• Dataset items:
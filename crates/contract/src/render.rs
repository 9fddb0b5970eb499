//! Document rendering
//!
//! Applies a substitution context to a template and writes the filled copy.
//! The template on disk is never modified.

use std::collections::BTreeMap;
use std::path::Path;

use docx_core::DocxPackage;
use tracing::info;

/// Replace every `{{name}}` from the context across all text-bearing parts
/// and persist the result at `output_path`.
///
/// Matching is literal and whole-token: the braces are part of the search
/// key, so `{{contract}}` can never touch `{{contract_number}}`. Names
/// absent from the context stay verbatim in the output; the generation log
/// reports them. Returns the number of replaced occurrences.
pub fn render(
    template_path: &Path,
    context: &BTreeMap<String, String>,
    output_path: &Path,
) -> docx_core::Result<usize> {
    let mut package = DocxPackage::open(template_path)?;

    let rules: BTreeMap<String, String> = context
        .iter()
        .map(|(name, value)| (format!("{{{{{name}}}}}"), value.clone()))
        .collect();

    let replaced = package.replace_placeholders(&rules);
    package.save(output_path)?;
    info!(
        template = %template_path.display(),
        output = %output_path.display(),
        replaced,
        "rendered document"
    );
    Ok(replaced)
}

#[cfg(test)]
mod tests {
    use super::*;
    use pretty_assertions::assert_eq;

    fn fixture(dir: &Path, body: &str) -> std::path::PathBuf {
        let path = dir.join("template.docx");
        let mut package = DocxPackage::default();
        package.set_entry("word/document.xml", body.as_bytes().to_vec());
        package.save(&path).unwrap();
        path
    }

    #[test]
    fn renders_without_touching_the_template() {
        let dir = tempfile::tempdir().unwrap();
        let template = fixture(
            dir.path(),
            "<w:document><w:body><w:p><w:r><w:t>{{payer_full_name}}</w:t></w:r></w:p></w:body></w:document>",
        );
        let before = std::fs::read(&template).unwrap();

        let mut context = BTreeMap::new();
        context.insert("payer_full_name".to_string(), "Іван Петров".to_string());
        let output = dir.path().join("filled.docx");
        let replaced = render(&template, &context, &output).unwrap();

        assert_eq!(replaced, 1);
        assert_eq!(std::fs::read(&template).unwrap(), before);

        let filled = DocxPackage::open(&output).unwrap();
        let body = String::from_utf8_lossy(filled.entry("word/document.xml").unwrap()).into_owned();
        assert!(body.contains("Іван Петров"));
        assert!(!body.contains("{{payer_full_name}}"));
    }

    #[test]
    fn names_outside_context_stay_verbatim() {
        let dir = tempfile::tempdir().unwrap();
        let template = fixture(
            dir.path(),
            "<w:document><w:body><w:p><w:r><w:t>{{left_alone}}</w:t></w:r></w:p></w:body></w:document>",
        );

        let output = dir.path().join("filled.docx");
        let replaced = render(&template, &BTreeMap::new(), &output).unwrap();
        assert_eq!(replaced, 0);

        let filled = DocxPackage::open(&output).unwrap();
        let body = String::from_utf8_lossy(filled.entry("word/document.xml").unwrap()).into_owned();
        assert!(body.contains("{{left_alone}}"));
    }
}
--
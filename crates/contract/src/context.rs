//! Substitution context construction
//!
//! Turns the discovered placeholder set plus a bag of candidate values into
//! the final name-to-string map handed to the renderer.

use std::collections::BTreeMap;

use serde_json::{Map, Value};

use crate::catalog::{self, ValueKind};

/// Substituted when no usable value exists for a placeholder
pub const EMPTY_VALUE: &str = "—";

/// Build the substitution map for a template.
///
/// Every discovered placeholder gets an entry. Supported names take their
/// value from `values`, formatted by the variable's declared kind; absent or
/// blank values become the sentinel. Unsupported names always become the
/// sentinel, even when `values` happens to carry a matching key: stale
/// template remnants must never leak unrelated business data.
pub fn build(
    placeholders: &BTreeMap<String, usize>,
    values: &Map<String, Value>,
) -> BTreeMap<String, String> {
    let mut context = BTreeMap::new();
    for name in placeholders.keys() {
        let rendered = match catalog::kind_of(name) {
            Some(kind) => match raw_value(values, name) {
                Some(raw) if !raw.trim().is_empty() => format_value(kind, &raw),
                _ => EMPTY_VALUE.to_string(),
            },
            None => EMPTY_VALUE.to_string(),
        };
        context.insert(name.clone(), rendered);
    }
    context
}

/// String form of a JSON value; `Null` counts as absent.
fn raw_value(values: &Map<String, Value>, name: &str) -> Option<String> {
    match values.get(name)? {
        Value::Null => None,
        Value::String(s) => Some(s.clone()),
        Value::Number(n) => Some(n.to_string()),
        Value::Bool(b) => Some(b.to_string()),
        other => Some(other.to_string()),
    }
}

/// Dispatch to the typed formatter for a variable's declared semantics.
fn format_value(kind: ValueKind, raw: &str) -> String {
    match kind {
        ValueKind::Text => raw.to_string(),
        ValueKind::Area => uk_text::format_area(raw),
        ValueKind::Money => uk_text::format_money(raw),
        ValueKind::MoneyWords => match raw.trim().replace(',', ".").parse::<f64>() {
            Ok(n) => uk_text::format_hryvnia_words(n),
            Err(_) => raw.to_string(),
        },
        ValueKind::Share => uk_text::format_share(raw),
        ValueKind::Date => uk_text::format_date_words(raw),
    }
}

• Directions for this task: Lines holding the word "contract" should be counted across the entries; state only how many there are.

• Task solution: 3